There aren't those girls for us to look up to (I use 'us' very loosely, given that I'm a flaming transfag and aspire not to be a girl when I grow up, which is a whole 'nother box of issues) because we ARE those girls. It's up to us to pick up instruments and learn how to play at least as well as Pete Wentz and use the creativity that we've been channeling into fanfic to create lyrics that speak to people. To take the fanatic obsession with Photoshop and turn it into a freakish understanding of Garage Band so we can actually produce something.
Because if we want change to happen, we're going to have to do it ourselves.
I'm only speaking for myself, but what I like best about say, Gerard, that he is just a smelly nerd with a fascination for vampires. He doesn't try to hide it and I think that bravery is admirable, if not also inspiring.

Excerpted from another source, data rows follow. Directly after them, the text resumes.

//! Configuration

use serde::Deserialize;
use tilewall_display::DisplayError;
use tilewall_image::{Color, TileLayout};

use crate::CompositeMode;

/// Display wall grid as written in configuration
#[derive(Debug, Clone, Copy, PartialEq, Eq, Deserialize)]
pub struct TileLayoutConfig {
    pub columns: u32,
    pub rows: u32,
}

impl From<TileLayoutConfig> for TileLayout {
    fn from(config: TileLayoutConfig) -> Self {
        TileLayout::new(config.columns, config.rows)
    }
}

/// TileWall configuration
#[derive(Debug, Clone, PartialEq, Eq, Deserialize)]
#[serde(default)]
pub struct Config {
    /// Window width in pixels (per display in tile mode)
    pub width: u32,
    /// Window height in pixels (per display in tile mode)
    pub height: u32,
    /// RGBA the window is cleared to
    pub background: [u8; 4],
    /// Drive a tiled display wall instead of a single display
    pub tile_layout: Option<TileLayoutConfig>,
}

impl Default for Config {
    fn default() -> Self {
        Self {
            width: 800,
            height: 600,
            background: [0, 0, 0, 255],
            tile_layout: None,
        }
    }
}

impl Config {
    /// Parse from JSON; missing fields take their defaults
    pub fn from_json(json: &str) -> Result<Self, ConfigError> {
        let config: Config = serde_json::from_str(json)?;
        config.validate()?;
        Ok(config)
    }

    pub fn validate(&self) -> Result<(), ConfigError> {
        if self.width == 0 || self.height == 0 {
            return Err(ConfigError::Invalid(format!(
                "window size must be non-zero, got {}x{}",
                self.width, self.height
            )));
        }
        if let Some(layout) = self.tile_layout {
            if layout.columns == 0 || layout.rows == 0 {
                return Err(ConfigError::Invalid(format!(
                    "tile layout must be non-empty, got {}x{}",
                    layout.columns, layout.rows
                )));
            }
        }
        Ok(())
    }

    pub fn background_color(&self) -> Color {
        Color::from_array(self.background)
    }

    /// Composite mode implied by `tile_layout`
    pub fn composite_mode(&self) -> CompositeMode {
        match self.tile_layout {
            Some(layout) => CompositeMode::TileDisplay(layout.into()),
            None => CompositeMode::SingleDisplay,
        }
    }
}

/// Configuration error
#[derive(Debug, thiserror::Error)]
pub enum ConfigError {
    #[error("Cannot parse configuration: {0}")]
    Parse(#[from] serde_json::Error),

    #[error("Invalid configuration: {0}")]
    Invalid(String),

    #[error("Cannot create render window: {0}")]
    Display(#[from] DisplayError),
}

#[cfg(test)]
mod tests {
    use super::*;

    #[test]
    fn test_defaults() {
        let config = Config::default();
        assert_eq!((config.width, config.height), (800, 600));
        assert_eq!(config.background_color(), Color::BLACK);
        assert_eq!(config.composite_mode(), CompositeMode::SingleDisplay);
    }

    #[test]
    fn test_partial_json() {
        let config = Config::from_json(r#"{ "width": 64, "tile_layout": { "columns": 2, "rows": 1 } }"#).unwrap();
        assert_eq!((config.width, config.height), (64, 600));
        assert_eq!(config.composite_mode(), CompositeMode::TileDisplay(TileLayout::new(2, 1)));
    }

    #[test]
    fn test_rejects_zero_sizes() {
        assert!(matches!(Config::from_json(r#"{ "height": 0 }"#), Err(ConfigError::Invalid(_))));
        assert!(matches!(
            Config::from_json(r#"{ "tile_layout": { "columns": 0, "rows": 2 } }"#),
            Err(ConfigError::Invalid(_))
        ));
        assert!(matches!(Config::from_json("{ width: 1 }"), Err(ConfigError::Parse(_))));
    }
}
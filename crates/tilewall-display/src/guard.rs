//! Scoped viewport override

use std::ops::{Deref, DerefMut};

use tilewall_image::Viewport;

use crate::RenderTarget;

/// Overrides a target's viewport for the guard's lifetime.
///
/// The previous viewport is captured on construction and put back on drop,
/// including during unwinding.
pub struct ViewportGuard<'a, T: RenderTarget + ?Sized> {
    target: &'a mut T,
    saved: Viewport,
}

impl<'a, T: RenderTarget + ?Sized> ViewportGuard<'a, T> {
    pub fn new(target: &'a mut T, viewport: Viewport) -> Self {
        let saved = target.viewport();
        target.set_viewport(viewport);
        Self { target, saved }
    }

    /// Viewport that will be restored
    pub fn saved(&self) -> Viewport {
        self.saved
    }
}

impl<T: RenderTarget + ?Sized> Deref for ViewportGuard<'_, T> {
    type Target = T;

    fn deref(&self) -> &T {
        self.target
    }
}

impl<T: RenderTarget + ?Sized> DerefMut for ViewportGuard<'_, T> {
    fn deref_mut(&mut self) -> &mut T {
        self.target
    }
}

impl<T: RenderTarget + ?Sized> Drop for ViewportGuard<'_, T> {
    fn drop(&mut self) {
        self.target.set_viewport(self.saved);
    }
}
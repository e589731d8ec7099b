//! TileWall
//!
//! Lets several logical views share one physical display, or one display
//! per rank on a tiled wall, without clobbering each other. Every view
//! keeps its last rendered image in a registry; each render pass replays
//! the others and draws its own image last.
//!
//! # Example
//! ```rust,ignore
//! use tilewall::{Config, TileWall, Viewport, LocalController, PassThroughCompositor};
//!
//! let wall = TileWall::new(Config::default())?;
//! let mut left = wall.driver(
//!     Viewport::new(0.0, 0.0, 0.5, 1.0),
//!     Box::new(LocalController),
//!     Box::new(PassThroughCompositor),
//! );
//! left.set_draw_callback(|ctx| ctx.clear(tilewall::Color::RED));
//! left.render()?;
//! wall.present().save_png("frame.png")?;
//! ```

mod config;
mod wall;

pub use config::{Config, ConfigError, TileLayoutConfig};
pub use wall::TileWall;

pub use tilewall_image::{Color, ImageError, PixelRect, PixelSink, RawImage, TileLayout, Viewport};
pub use tilewall_display::{
    DisplayError, FlushStats, RenderTarget, RenderWindow, Renderer, SharedRenderer, SharedWindow, TileHandle,
    TileKey, TileRegistry, ViewportGuard,
};
pub use tilewall_parallel::{
    CompositeContext, CompositeError, CompositeMode, ControllerError, DrawCallback, DrawContext, GatherCompositor,
    ImageCompositor, LocalController, ParallelRenderDriver, PassThroughCompositor, ProcessController, RenderError,
    RenderOutcome, RenderState, ThreadController, ThreadGroup,
};

// Re-export sub-crates for advanced usage
pub use tilewall_display as display;
pub use tilewall_image as image;
pub use tilewall_parallel as parallel;

/// TileWall version
pub const VERSION: &str = env!("CARGO_PKG_VERSION");
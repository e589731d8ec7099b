//! TileWall Parallel - Render Driver
//!
//! Per-process shell around one render pass of one logical view:
//! acquire the context, draw, composite across ranks, register the
//! resulting tile and flush.
//!
//! Cross-process work is delegated through two seams:
//! - `ProcessController`: rank/size plus gather and scatter of images
//! - `ImageCompositor`: merges per-rank partial images

mod controller;
mod compositor;
mod driver;

pub use controller::{LocalController, ProcessController, ThreadController, ThreadGroup};
pub use compositor::{
    tile_share, CompositeContext, CompositeMode, GatherCompositor, ImageCompositor, PassThroughCompositor,
};
pub use driver::{DrawCallback, DrawContext, ParallelRenderDriver, RenderOutcome, RenderState};

use tilewall_display::DisplayError;

/// Process controller error
#[derive(Debug, Clone, PartialEq, Eq, thiserror::Error)]
pub enum ControllerError {
    #[error("Rank {rank} disconnected")]
    Disconnected { rank: usize },

    #[error("Expected one image per rank ({expected}), got {actual}")]
    RankMismatch { expected: usize, actual: usize },
}

/// Compositing error
#[derive(Debug, thiserror::Error)]
pub enum CompositeError {
    #[error("Controller error: {0}")]
    Controller(#[from] ControllerError),
}

/// Render pass error
#[derive(Debug, thiserror::Error)]
pub enum RenderError {
    #[error("Cannot acquire rendering context: {0}")]
    Context(#[from] DisplayError),

    #[error("Compositing failed: {0}")]
    Composite(#[from] CompositeError),
}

(Also, I have most definitely talked about starting an all girl scene band. Sure I can only play the viola, but what's scener than that? Featuring such songs such as "Love Goes Both Ways (So Why Don't You?)" and "Don't Wanna Be Your Blowup Doll.")

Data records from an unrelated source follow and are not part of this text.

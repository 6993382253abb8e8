// 该文件是 Qingjie （清洁巡检） 项目的一部分。
// src/server/handlers.rs - 路由处理函数
//
// 本文件根据 Apache 许可证第 2.0 版（以下简称“许可证”）授权使用；
// 除非遵守该许可证条款，否则您不得使用本文件。
// 您可通过以下网址获取许可证副本：
// http://www.apache.org/licenses/LICENSE-2.0
// 除非适用法律要求或书面同意，根据本许可协议分发的软件均按“原样”提供，
// 不附带任何形式的明示或暗示的保证或条件。
// 有关许可权限与限制的具体条款，请参阅本许可协议。
//
// Copyright (C) 2026 Johann Li <me@qinka.pro>, Wareless Group

use std::collections::HashMap;

use axum::{
  Json,
  extract::{Multipart, Path, State, rejection::JsonRejection},
  http::{StatusCode, header},
  response::{Html, IntoResponse, Response},
};
use serde::Deserialize;
use serde_json::{Value, json};
use tracing::{debug, info, warn};

use super::{ApiError, AppState, PageError};
use crate::{
  artifact::{ANNOTATED_DIR, ArtifactError},
  input::{Coordinates, InputError, UploadedImage},
  render::{self, DetectUrlResponse},
  telemetry::{self, TelemetryEvent},
};

/// 解析后的上传表单
#[derive(Debug, Default)]
struct DetectForm {
  file: Option<UploadedImage>,
  fields: HashMap<String, String>,
}

impl DetectForm {
  fn field(&self, name: &str) -> Option<&str> {
    self.fields.get(name).map(String::as_str)
  }
}

async fn read_form(mut multipart: Multipart) -> Result<DetectForm, InputError> {
  let mut form = DetectForm::default();
  while let Some(field) = multipart
    .next_field()
    .await
    .map_err(|e| InputError::Multipart(e.to_string()))?
  {
    let name = field.name().unwrap_or_default().to_string();
    if name == "file" {
      // 没有 filename 的同名文本字段不算上传文件
      let Some(filename) = field.file_name().map(str::to_string) else {
        debug!("忽略非文件的 file 字段");
        continue;
      };
      let bytes = field
        .bytes()
        .await
        .map_err(|e| InputError::Multipart(e.to_string()))?;
      form.file = Some(UploadedImage::new(filename, bytes));
    } else {
      let value = field
        .text()
        .await
        .map_err(|e| InputError::Multipart(e.to_string()))?;
      form.fields.insert(name, value);
    }
  }
  debug!(
    "表单字段: file={}, 其他={:?}",
    form.file.is_some(),
    form.fields.keys().collect::<Vec<_>>()
  );
  Ok(form)
}

pub async fn index() -> Html<&'static str> {
  Html(render::INDEX_PAGE)
}

pub async fn health() -> Json<Value> {
  Json(json!({
    "status": "ok",
    "version": env!("CARGO_PKG_VERSION"),
  }))
}

/// POST /detect，返回结果页面
pub async fn detect(
  State(state): State<AppState>,
  multipart: Multipart,
) -> Result<Html<String>, PageError> {
  let form = read_form(multipart).await?;
  let detection = state.task.run(form.file).await?;
  Ok(Html(render::result_page(&detection)))
}

/// POST /detect_url，带坐标的 JSON 接口
pub async fn detect_url(
  State(state): State<AppState>,
  multipart: Multipart,
) -> Result<Json<DetectUrlResponse>, ApiError> {
  let form = read_form(multipart).await?;
  // 坐标必须在调用检测服务之前校验
  let coordinates = Coordinates::parse(form.field("latitude"), form.field("longitude"))?;

  let detection = state.task.run(form.file).await?;
  if detection.has_detections() {
    info!(
      "检测到 {} 个目标，上报位置 ({}, {})",
      detection.result.len(),
      coordinates.latitude,
      coordinates.longitude
    );
    telemetry::spawn_report(state.telemetry.clone(), TelemetryEvent::now(coordinates));
  }

  Ok(Json(DetectUrlResponse::new(detection, coordinates)))
}

/// GET /getImage/{name}
pub async fn get_image(
  State(state): State<AppState>,
  Path(name): Path<String>,
) -> Result<Response, ApiError> {
  let (bytes, mime) = state.store.fetch(&name).await?;
  Ok(([(header::CONTENT_TYPE, mime)], bytes).into_response())
}

#[derive(Debug, Deserialize)]
pub struct DeleteRequest {
  filename: Option<String>,
}

/// POST /delete-annotated-image
///
/// 接受 `<name>.jpg` 或结果页给出的 `annotated_images/<name>.jpg`。
/// 请求体无法解析或缺少 `filename` 时同样返回 404。
pub async fn delete_annotated_image(
  State(state): State<AppState>,
  request: Result<Json<DeleteRequest>, JsonRejection>,
) -> Result<(StatusCode, Json<Value>), ApiError> {
  let not_found = (
    StatusCode::NOT_FOUND,
    Json(json!({ "message": "File not found" })),
  );

  let request = match request {
    Ok(Json(request)) => request,
    Err(rejection) => {
      warn!("删除请求无效: {}", rejection.body_text());
      return Ok(not_found);
    }
  };
  let Some(filename) = request.filename.filter(|f| !f.is_empty()) else {
    return Ok(not_found);
  };
  let prefix = format!("{}/", ANNOTATED_DIR);
  let name = filename.strip_prefix(&prefix).unwrap_or(&filename);

  match state.store.delete(name).await {
    Ok(()) => Ok((
      StatusCode::OK,
      Json(json!({ "message": "File deleted successfully" })),
    )),
    Err(ArtifactError::NotFound(_)) => Ok(not_found),
    Err(e) => Err(e.into()),
  }
}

I rather like Gerard being a smelly nerd with a fascination for vampires, even if he was looking very "eccentric comics writer" the other month. It was more hilarious than anything else. I'm just happy he didn't go the Morrison route and shave his head.
I remember being a kid and writing lyrics much better than any of my peers, all my thoughts on paper. I still do that. And I write songs, specifically. I also remember my boyfriend going for it and failing, but still going for it. Half of my (male) friends are or once were in a band, and I've always been part of one scene or another. But I've never seriously thought about myself in a performing context, not counting freestyle sessions with friends. Because it's not something sensible people do. And as a girl, I'm raised and bred to be rational and make sure my daydreams are for the betterment of mankind. Self-indulgence is seen as something one shouldn't do, ever. Sometimes a woman will dare to go after a dream that could end in tragedy, but she always has a back-up plan. Women are not encouraged to 'go for it' unless they're sure they can 'make it'. (There's a false sense of security being layered over the last few decades, that being a "career woman" is actually going for it.)
It's really not specific to music, or the scene. The thing here is that it's a scene seen as female, but dominated by males. That's the edge, the catch. For girls, they have to be quirky like Regina, obsessed with their vagina a lot like Tori, have to be utterly pointless but fun like CSS, retro-boy carcrash like Amy Winehouse.
It's the flaw in the general worldview. For so long women have been denied to do everything men could do, now that they *can*, they have to be better at it. And that's just my favorite bit of fucked-up.
I don't do conspiracies, so I'm sorry if it came out that way and a bit OT. I'm really not an us vs. them kind of person, but I'm also not blind and while my personal belief is that there are no lines, I'm not naive enough to stop seeing them.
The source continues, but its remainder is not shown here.